Real Estate - Bubble or Ponzi?
reality
A “Ponzi” scheme is an “investment” offering that attracts investors by offering very high short-term returns, which are paid to the early investors out of the funds received from later investors. While named after a certain Charles Ponzi, whose scheme brought him notoriety in the early 1900s, these schemes have been around for a long time. Ponzi was simply the first to achieve national attention in the US.
A bubble shares most of the characteristics of a Ponzi scheme - apparent high returns paid out of contributions rather than investment income, a disbelief in financial reality, herd behaviour and so forth - but in a bubble, there is no schemer.
A bubble is sustained entirely by mass hysteria - drawing in new investors and inducing those already involved to reinvest their profits. So long as the enthusiasm continues, prices can keep rising because even the sellers promptly turn around and become buyers. A Ponzi is sustained more by the activities of the promoter, although of course herd behavior is important.
Clearly the housing market is one or the other - and is rapidly deflating as the willingness of lenders to extend credit to the last entrants, the subprime borrowers, is exhausted.

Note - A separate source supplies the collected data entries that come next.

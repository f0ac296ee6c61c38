//! Static reference tables shared by the builder and the search service.
//!
//! Everything here is immutable and process-wide. Bump [`TABLES_VERSION`]
//! whenever a table changes in a way that alters builder output.

use std::collections::HashMap;

use once_cell::sync::Lazy;
use serde::{Deserialize, Serialize};

use crate::normalize::to_ascii;

pub const TABLES_VERSION: u32 = 1;

/// 47 prefectures in JIS order (`01`..`47`) with their romaji slugs.
pub const PREFECTURES: [(&str, &str); 47] = [
    ("北海道", "hokkaido"),
    ("青森県", "aomori"),
    ("岩手県", "iwate"),
    ("宮城県", "miyagi"),
    ("秋田県", "akita"),
    ("山形県", "yamagata"),
    ("福島県", "fukushima"),
    ("茨城県", "ibaraki"),
    ("栃木県", "tochigi"),
    ("群馬県", "gunma"),
    ("埼玉県", "saitama"),
    ("千葉県", "chiba"),
    ("東京都", "tokyo"),
    ("神奈川県", "kanagawa"),
    ("新潟県", "niigata"),
    ("富山県", "toyama"),
    ("石川県", "ishikawa"),
    ("福井県", "fukui"),
    ("山梨県", "yamanashi"),
    ("長野県", "nagano"),
    ("岐阜県", "gifu"),
    ("静岡県", "shizuoka"),
    ("愛知県", "aichi"),
    ("三重県", "mie"),
    ("滋賀県", "shiga"),
    ("京都府", "kyoto"),
    ("大阪府", "osaka"),
    ("兵庫県", "hyogo"),
    ("奈良県", "nara"),
    ("和歌山県", "wakayama"),
    ("鳥取県", "tottori"),
    ("島根県", "shimane"),
    ("岡山県", "okayama"),
    ("広島県", "hiroshima"),
    ("山口県", "yamaguchi"),
    ("徳島県", "tokushima"),
    ("香川県", "kagawa"),
    ("愛媛県", "ehime"),
    ("高知県", "kochi"),
    ("福岡県", "fukuoka"),
    ("佐賀県", "saga"),
    ("長崎県", "nagasaki"),
    ("熊本県", "kumamoto"),
    ("大分県", "oita"),
    ("宮崎県", "miyazaki"),
    ("鹿児島県", "kagoshima"),
    ("沖縄県", "okinawa"),
];

/// Canonical prefecture names, longest first, for prefix matching.
pub static PREFS_LONGEST_FIRST: Lazy<Vec<&'static str>> = Lazy::new(|| {
    let mut names: Vec<&'static str> = PREFECTURES.iter().map(|(name, _)| *name).collect();
    names.sort_by(|a, b| b.chars().count().cmp(&a.chars().count()).then(a.cmp(b)));
    names
});

static PREF_BY_SLUG: Lazy<HashMap<&'static str, &'static str>> =
    Lazy::new(|| PREFECTURES.iter().map(|(name, slug)| (*slug, *name)).collect());

/// Look up a prefecture by romaji slug (`tokyo` → `東京都`).
pub fn pref_by_slug(slug: &str) -> Option<&'static str> {
    PREF_BY_SLUG.get(slug).copied()
}

/// Look up a prefecture by its 1-based JIS code.
pub fn pref_by_code(code: usize) -> Option<&'static str> {
    code.checked_sub(1)
        .and_then(|i| PREFECTURES.get(i))
        .map(|(name, _)| *name)
}

pub fn is_prefecture(name: &str) -> bool {
    PREFECTURES.iter().any(|(n, _)| *n == name)
}

fn canonical_pref(name: &str) -> Option<&'static str> {
    PREFECTURES.iter().map(|(n, _)| *n).find(|n| *n == name)
}

/// Resolve user or source input to a canonical prefecture name.
///
/// Accepts the full name, a 1-2 digit JIS code, a romaji slug, or the name
/// without its 都/道/府/県 suffix (`東京` → `東京都`).
pub fn resolve_pref(input: &str) -> Option<&'static str> {
    let s = to_ascii(input);
    if s.is_empty() {
        return None;
    }
    if let Some(name) = canonical_pref(&s) {
        return Some(name);
    }
    if s.len() <= 2 && s.chars().all(|c| c.is_ascii_digit()) {
        return s.parse().ok().and_then(pref_by_code);
    }
    if let Some(name) = pref_by_slug(&s.to_lowercase()) {
        return Some(name);
    }
    ["都", "道", "府", "県"]
        .iter()
        .find_map(|suffix| canonical_pref(&format!("{}{}", s, suffix)))
}

/// Data domain, the first path segment under the data root.
#[derive(Debug, Clone, Copy, PartialEq, Eq, Hash, Serialize, Deserialize)]
#[serde(rename_all = "snake_case")]
pub enum Domain {
    Medical,
    Care,
}

impl Domain {
    pub fn dir(self) -> &'static str {
        match self {
            Domain::Medical => "medical",
            Domain::Care => "care",
        }
    }
}

/// Facility category. The slug doubles as the directory name.
#[derive(Debug, Clone, Copy, PartialEq, Eq, Hash, PartialOrd, Ord, Serialize, Deserialize)]
#[serde(rename_all = "snake_case")]
pub enum Category {
    Hospital,
    Clinic,
    Dental,
    Pharmacy,
    Tokuyou,
    Rouken,
    HomeHelp,
    DayService,
    CommunityDayService,
    RegularPatrolNursing,
    NightHomeHelp,
    CareMedicalInstitute,
}

impl Category {
    pub const ALL: [Category; 12] = [
        Category::Hospital,
        Category::Clinic,
        Category::Dental,
        Category::Pharmacy,
        Category::Tokuyou,
        Category::Rouken,
        Category::HomeHelp,
        Category::DayService,
        Category::CommunityDayService,
        Category::RegularPatrolNursing,
        Category::NightHomeHelp,
        Category::CareMedicalInstitute,
    ];

    pub fn slug(self) -> &'static str {
        match self {
            Category::Hospital => "hospital",
            Category::Clinic => "clinic",
            Category::Dental => "dental",
            Category::Pharmacy => "pharmacy",
            Category::Tokuyou => "tokuyou",
            Category::Rouken => "rouken",
            Category::HomeHelp => "home_help",
            Category::DayService => "day_service",
            Category::CommunityDayService => "community_day_service",
            Category::RegularPatrolNursing => "regular_patrol_nursing",
            Category::NightHomeHelp => "night_home_help",
            Category::CareMedicalInstitute => "care_medical_institute",
        }
    }

    pub fn domain(self) -> Domain {
        match self {
            Category::Hospital | Category::Clinic | Category::Dental | Category::Pharmacy => {
                Domain::Medical
            }
            _ => Domain::Care,
        }
    }

    /// Japanese display label.
    pub fn label(self) -> &'static str {
        match self {
            Category::Hospital => "病院",
            Category::Clinic => "診療所",
            Category::Dental => "歯科",
            Category::Pharmacy => "調剤薬局",
            Category::Tokuyou => "特別養護老人ホーム",
            Category::Rouken => "介護老人保健施設",
            Category::HomeHelp => "訪問介護",
            Category::DayService => "通所介護",
            Category::CommunityDayService => "地域密着型通所介護",
            Category::RegularPatrolNursing => "定期巡回・随時対応型訪問介護看護",
            Category::NightHomeHelp => "夜間対応型訪問介護",
            Category::CareMedicalInstitute => "介護医療院",
        }
    }

    pub fn from_slug(slug: &str) -> Option<Self> {
        Self::ALL.iter().copied().find(|c| c.slug() == slug)
    }

    /// Resolve a slug, a Japanese alias or a label to a category.
    pub fn resolve(input: &str) -> Option<Self> {
        let trimmed = input.trim();
        Self::from_slug(&trimmed.to_lowercase())
            .or_else(|| KIND_ALIASES.get(trimmed).copied())
            .or_else(|| Self::ALL.iter().copied().find(|c| c.label() == trimmed))
    }
}

/// Japanese names users type for each category.
static KIND_ALIASES: Lazy<HashMap<&'static str, Category>> = Lazy::new(|| {
    HashMap::from([
        ("病院", Category::Hospital),
        ("クリニック", Category::Clinic),
        ("診療所", Category::Clinic),
        ("歯科", Category::Dental),
        ("歯科医院", Category::Dental),
        ("薬局", Category::Pharmacy),
        ("調剤薬局", Category::Pharmacy),
        ("特養", Category::Tokuyou),
        ("老健", Category::Rouken),
        ("介護医療院", Category::CareMedicalInstitute),
        ("デイサービス", Category::DayService),
        ("地域密着型通所介護", Category::CommunityDayService),
        ("訪問介護", Category::HomeHelp),
        ("夜間対応型訪問介護", Category::NightHomeHelp),
        ("定期巡回・随時対応", Category::RegularPatrolNursing),
    ])
});

/// Words that mean "every category" in the kind filter.
pub const ALL_KINDS_WORDS: [&str; 3] = ["全て", "すべて", "all"];

/// Day-of-week symbols in display order. 祝 is public holidays.
#[derive(Debug, Clone, Copy, PartialEq, Eq, Hash, PartialOrd, Ord, Serialize, Deserialize)]
pub enum Day {
    #[serde(rename = "月", alias = "mon")]
    Mon,
    #[serde(rename = "火", alias = "tue")]
    Tue,
    #[serde(rename = "水", alias = "wed")]
    Wed,
    #[serde(rename = "木", alias = "thu")]
    Thu,
    #[serde(rename = "金", alias = "fri")]
    Fri,
    #[serde(rename = "土", alias = "sat")]
    Sat,
    #[serde(rename = "日", alias = "sun")]
    Sun,
    #[serde(rename = "祝", alias = "hol")]
    Hol,
}

impl Day {
    pub const ALL: [Day; 8] = [
        Day::Mon,
        Day::Tue,
        Day::Wed,
        Day::Thu,
        Day::Fri,
        Day::Sat,
        Day::Sun,
        Day::Hol,
    ];

    pub const WEEKDAYS: [Day; 5] = [Day::Mon, Day::Tue, Day::Wed, Day::Thu, Day::Fri];

    pub fn symbol(self) -> &'static str {
        match self {
            Day::Mon => "月",
            Day::Tue => "火",
            Day::Wed => "水",
            Day::Thu => "木",
            Day::Fri => "金",
            Day::Sat => "土",
            Day::Sun => "日",
            Day::Hol => "祝",
        }
    }

    pub fn english(self) -> &'static str {
        match self {
            Day::Mon => "mon",
            Day::Tue => "tue",
            Day::Wed => "wed",
            Day::Thu => "thu",
            Day::Fri => "fri",
            Day::Sat => "sat",
            Day::Sun => "sun",
            Day::Hol => "hol",
        }
    }
}

/// Department spellings collapsed onto one canonical name.
pub const DEPT_ALIASES: [(&str, &str); 7] = [
    ("耳鼻科", "耳鼻咽喉科"),
    ("耳鼻いんこう科", "耳鼻咽喉科"),
    ("心療内科", "精神科・心療内科"),
    ("精神科", "精神科・心療内科"),
    ("産科", "産婦人科"),
    ("婦人科", "産婦人科"),
    ("リハビリ科", "リハビリテーション科"),
];

#[cfg(test)]
mod tests {
    use super::*;

    #[test]
    fn test_pref_code_lookup() {
        assert_eq!(pref_by_code(1), Some("北海道"));
        assert_eq!(pref_by_code(13), Some("東京都"));
        assert_eq!(pref_by_code(47), Some("沖縄県"));
        assert_eq!(pref_by_code(0), None);
        assert_eq!(pref_by_code(48), None);
    }

    #[test]
    fn test_resolve_pref() {
        assert_eq!(resolve_pref("東京都"), Some("東京都"));
        assert_eq!(resolve_pref("東京"), Some("東京都"));
        assert_eq!(resolve_pref("北海"), Some("北海道"));
        assert_eq!(resolve_pref("13"), Some("東京都"));
        assert_eq!(resolve_pref("０１"), Some("北海道"));
        assert_eq!(resolve_pref("Osaka"), Some("大阪府"));
        assert_eq!(resolve_pref("XYZ"), None);
        assert_eq!(resolve_pref("99"), None);
        assert_eq!(resolve_pref(""), None);
    }

    #[test]
    fn test_longest_first_order() {
        let first = PREFS_LONGEST_FIRST[0];
        assert_eq!(first.chars().count(), 4);
        assert_eq!(PREFS_LONGEST_FIRST.len(), 47);
    }

    #[test]
    fn test_category_resolve() {
        assert_eq!(Category::resolve("hospital"), Some(Category::Hospital));
        assert_eq!(Category::resolve("特養"), Some(Category::Tokuyou));
        assert_eq!(Category::resolve("介護老人保健施設"), Some(Category::Rouken));
        assert_eq!(Category::resolve("veterinary"), None);
        assert_eq!(Category::Tokuyou.domain(), Domain::Care);
        assert_eq!(Category::Pharmacy.domain(), Domain::Medical);
    }

    #[test]
    fn test_day_serializes_as_symbol() {
        assert_eq!(serde_json::to_string(&Day::Sat).unwrap(), "\"土\"");
        let day: Day = serde_json::from_str("\"hol\"").unwrap();
        assert_eq!(day, Day::Hol);
    }
}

Is there a schemer? If there is, it has to be Alan Greenspan. His low interest rate policy and active promotion of adjustable rate mortgages is now causing much pain to borrowers. His willingness to promote and tolerate easy lending policies is now chopping down subprime lenders on nearly a daily basis. The beginning of the end of the scheme was clearly simultaneous with his departure from the Fed. But was it intention or incompetence? Machiavelli teaches us to always consider incompetence before assuming conspiracy. And perhaps it is so in this case.
So we should assume it is a bubble, probably we will never know. But it is certainly possible that Greenspan’s name will be added to Ponzi’s in the taxonomy of financial fraud.